For this exercise, copy out each line of the material below that includes "into".
⟨
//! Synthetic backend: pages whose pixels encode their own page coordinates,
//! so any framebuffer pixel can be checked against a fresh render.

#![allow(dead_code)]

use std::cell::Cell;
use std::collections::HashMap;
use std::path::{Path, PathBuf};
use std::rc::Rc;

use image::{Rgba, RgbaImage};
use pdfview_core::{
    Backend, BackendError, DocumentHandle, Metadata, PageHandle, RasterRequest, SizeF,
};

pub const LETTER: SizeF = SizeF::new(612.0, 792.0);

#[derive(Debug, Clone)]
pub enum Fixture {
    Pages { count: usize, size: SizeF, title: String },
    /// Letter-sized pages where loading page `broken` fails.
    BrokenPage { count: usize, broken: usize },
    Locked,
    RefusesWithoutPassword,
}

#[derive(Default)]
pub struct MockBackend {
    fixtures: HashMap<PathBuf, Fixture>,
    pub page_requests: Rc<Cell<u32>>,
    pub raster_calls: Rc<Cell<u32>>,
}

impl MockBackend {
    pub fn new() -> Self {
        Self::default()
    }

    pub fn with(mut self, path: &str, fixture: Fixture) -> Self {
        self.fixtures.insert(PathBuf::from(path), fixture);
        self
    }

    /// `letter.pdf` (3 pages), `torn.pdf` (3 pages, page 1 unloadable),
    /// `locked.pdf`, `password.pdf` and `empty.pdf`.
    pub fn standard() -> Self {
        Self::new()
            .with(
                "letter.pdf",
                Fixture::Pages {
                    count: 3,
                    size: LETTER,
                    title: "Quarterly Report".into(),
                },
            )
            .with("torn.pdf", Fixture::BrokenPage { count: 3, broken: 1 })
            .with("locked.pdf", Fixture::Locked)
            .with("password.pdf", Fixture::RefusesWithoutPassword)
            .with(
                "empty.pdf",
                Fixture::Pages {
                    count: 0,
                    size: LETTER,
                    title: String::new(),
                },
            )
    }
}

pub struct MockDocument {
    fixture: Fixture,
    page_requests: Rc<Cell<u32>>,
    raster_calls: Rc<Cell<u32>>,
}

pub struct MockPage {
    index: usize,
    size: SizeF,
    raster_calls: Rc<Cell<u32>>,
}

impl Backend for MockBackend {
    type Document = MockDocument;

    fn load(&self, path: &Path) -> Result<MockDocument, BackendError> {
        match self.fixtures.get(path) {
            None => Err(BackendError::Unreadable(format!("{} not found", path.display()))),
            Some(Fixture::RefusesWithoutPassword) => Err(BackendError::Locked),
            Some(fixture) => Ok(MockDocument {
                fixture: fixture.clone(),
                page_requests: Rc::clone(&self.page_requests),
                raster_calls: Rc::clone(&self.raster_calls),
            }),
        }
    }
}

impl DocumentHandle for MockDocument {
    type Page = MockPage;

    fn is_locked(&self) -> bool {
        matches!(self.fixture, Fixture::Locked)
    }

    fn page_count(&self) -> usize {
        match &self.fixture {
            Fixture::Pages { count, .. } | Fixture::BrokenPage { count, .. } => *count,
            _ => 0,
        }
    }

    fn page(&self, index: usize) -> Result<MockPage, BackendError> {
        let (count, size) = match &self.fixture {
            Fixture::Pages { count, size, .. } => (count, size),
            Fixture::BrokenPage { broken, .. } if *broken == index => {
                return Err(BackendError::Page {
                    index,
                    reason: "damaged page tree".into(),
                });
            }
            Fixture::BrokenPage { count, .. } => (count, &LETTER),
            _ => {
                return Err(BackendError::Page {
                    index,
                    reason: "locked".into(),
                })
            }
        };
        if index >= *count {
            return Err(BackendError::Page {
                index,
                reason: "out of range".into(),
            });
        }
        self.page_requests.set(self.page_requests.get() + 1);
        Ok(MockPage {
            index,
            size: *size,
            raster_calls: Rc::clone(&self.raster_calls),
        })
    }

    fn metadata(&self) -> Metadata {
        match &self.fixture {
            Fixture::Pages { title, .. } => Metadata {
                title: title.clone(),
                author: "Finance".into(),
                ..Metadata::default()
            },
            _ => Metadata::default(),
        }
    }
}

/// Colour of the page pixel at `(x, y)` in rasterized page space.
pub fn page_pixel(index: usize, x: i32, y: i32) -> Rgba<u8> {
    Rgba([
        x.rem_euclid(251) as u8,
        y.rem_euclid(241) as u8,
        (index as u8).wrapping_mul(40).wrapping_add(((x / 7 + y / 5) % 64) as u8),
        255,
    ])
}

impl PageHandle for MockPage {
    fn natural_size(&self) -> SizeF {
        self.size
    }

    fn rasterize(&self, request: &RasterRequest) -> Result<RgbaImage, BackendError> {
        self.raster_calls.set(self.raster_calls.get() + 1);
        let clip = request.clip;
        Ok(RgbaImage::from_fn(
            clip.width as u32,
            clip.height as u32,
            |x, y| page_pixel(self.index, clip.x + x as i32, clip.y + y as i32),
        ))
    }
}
⟩
## ANSWER TO THE PROBLEM
                    title: "Quarterly Report".into(),
                    reason: "damaged page tree".into(),
                    reason: "locked".into(),
                reason: "out of range".into(),
                author: "Finance".into(),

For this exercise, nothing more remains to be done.